WHAT YOU SHOULD DO –
Tell how many lines of the data below have the string "benches" in them. Say nothing more.

RECORDS SHOWN –
######
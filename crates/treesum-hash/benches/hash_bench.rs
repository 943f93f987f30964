use criterion::{black_box, criterion_group, criterion_main, Criterion, Throughput};
use treesum_hash::hasher::StreamHasher;
use treesum_hash::hex::hex_to_string;
use treesum_hash::HashAlgorithm;

fn hash_throughput(c: &mut Criterion) {
    let data = vec![0xABu8; 1024 * 1024]; // 1 MiB

    let mut group = c.benchmark_group("hash_throughput");
    group.throughput(Throughput::Bytes(data.len() as u64));

    for algo in HashAlgorithm::ALL {
        group.bench_function(format!("{algo}_1mib"), |b| {
            b.iter(|| StreamHasher::digest(black_box(algo), black_box(&data)))
        });
    }

    group.finish();
}

fn hex_encode(c: &mut Criterion) {
    let bytes = [0xABu8; 64];

    c.bench_function("hex_encode_64bytes", |b| {
        b.iter(|| hex_to_string(black_box(&bytes)))
    });
}

criterion_group!(benches, hash_throughput, hex_encode);
criterion_main!(benches);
######
SOLUTION –
3